What is expected →
Each entry is to be printed again word for word.
═════ Dataset content
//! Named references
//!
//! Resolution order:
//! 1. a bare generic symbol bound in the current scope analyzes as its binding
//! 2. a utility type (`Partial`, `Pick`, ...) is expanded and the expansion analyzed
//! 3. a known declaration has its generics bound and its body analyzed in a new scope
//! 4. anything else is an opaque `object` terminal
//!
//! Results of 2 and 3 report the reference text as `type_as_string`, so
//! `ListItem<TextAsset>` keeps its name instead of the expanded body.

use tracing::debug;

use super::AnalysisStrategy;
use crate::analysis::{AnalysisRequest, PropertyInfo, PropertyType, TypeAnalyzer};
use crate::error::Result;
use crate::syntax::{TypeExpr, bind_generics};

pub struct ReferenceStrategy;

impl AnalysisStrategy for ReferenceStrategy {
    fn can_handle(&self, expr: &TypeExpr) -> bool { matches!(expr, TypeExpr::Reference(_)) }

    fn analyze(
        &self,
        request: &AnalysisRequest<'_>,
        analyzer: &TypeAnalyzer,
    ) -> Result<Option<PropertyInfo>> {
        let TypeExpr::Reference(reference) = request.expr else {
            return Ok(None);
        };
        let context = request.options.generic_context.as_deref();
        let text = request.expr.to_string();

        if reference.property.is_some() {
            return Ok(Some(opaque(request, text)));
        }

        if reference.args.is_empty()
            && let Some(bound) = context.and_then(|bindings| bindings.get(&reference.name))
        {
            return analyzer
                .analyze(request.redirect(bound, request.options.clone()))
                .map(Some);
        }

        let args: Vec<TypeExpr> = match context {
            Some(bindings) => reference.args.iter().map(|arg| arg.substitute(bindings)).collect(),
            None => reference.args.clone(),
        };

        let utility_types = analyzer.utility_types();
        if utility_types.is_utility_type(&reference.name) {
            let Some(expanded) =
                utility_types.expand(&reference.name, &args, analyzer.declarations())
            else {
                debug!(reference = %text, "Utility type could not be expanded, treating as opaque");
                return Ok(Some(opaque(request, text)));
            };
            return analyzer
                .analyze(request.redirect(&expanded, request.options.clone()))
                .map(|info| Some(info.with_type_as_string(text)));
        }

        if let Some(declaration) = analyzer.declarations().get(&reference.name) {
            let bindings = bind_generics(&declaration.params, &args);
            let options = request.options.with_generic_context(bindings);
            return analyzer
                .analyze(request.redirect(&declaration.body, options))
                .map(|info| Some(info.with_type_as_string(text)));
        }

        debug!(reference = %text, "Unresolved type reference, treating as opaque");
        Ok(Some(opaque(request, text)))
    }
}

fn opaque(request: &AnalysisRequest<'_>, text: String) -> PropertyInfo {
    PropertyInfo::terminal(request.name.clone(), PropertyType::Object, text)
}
══════════
Response to this task →
//! Named references
//!
//! Resolution order:
//! 1. a bare generic symbol bound in the current scope analyzes as its binding
//! 2. a utility type (`Partial`, `Pick`, ...) is expanded and the expansion analyzed
//! 3. a known declaration has its generics bound and its body analyzed in a new scope
//! 4. anything else is an opaque `object` terminal
//!
//! Results of 2 and 3 report the reference text as `type_as_string`, so
//! `ListItem<TextAsset>` keeps its name instead of the expanded body.

use tracing::debug;

use super::AnalysisStrategy;
use crate::analysis::{AnalysisRequest, PropertyInfo, PropertyType, TypeAnalyzer};
use crate::error::Result;
use crate::syntax::{TypeExpr, bind_generics};

pub struct ReferenceStrategy;

impl AnalysisStrategy for ReferenceStrategy {
    fn can_handle(&self, expr: &TypeExpr) -> bool { matches!(expr, TypeExpr::Reference(_)) }

    fn analyze(
        &self,
        request: &AnalysisRequest<'_>,
        analyzer: &TypeAnalyzer,
    ) -> Result<Option<PropertyInfo>> {
        let TypeExpr::Reference(reference) = request.expr else {
            return Ok(None);
        };
        let context = request.options.generic_context.as_deref();
        let text = request.expr.to_string();

        if reference.property.is_some() {
            return Ok(Some(opaque(request, text)));
        }

        if reference.args.is_empty()
            && let Some(bound) = context.and_then(|bindings| bindings.get(&reference.name))
        {
            return analyzer
                .analyze(request.redirect(bound, request.options.clone()))
                .map(Some);
        }

        let args: Vec<TypeExpr> = match context {
            Some(bindings) => reference.args.iter().map(|arg| arg.substitute(bindings)).collect(),
            None => reference.args.clone(),
        };

        let utility_types = analyzer.utility_types();
        if utility_types.is_utility_type(&reference.name) {
            let Some(expanded) =
                utility_types.expand(&reference.name, &args, analyzer.declarations())
            else {
                debug!(reference = %text, "Utility type could not be expanded, treating as opaque");
                return Ok(Some(opaque(request, text)));
            };
            return analyzer
                .analyze(request.redirect(&expanded, request.options.clone()))
                .map(|info| Some(info.with_type_as_string(text)));
        }

        if let Some(declaration) = analyzer.declarations().get(&reference.name) {
            let bindings = bind_generics(&declaration.params, &args);
            let options = request.options.with_generic_context(bindings);
            return analyzer
                .analyze(request.redirect(&declaration.body, options))
                .map(|info| Some(info.with_type_as_string(text)));
        }

        debug!(reference = %text, "Unresolved type reference, treating as opaque");
        Ok(Some(opaque(request, text)))
    }
}

fn opaque(request: &AnalysisRequest<'_>, text: String) -> PropertyInfo {
    PropertyInfo::terminal(request.name.clone(), PropertyType::Object, text)
}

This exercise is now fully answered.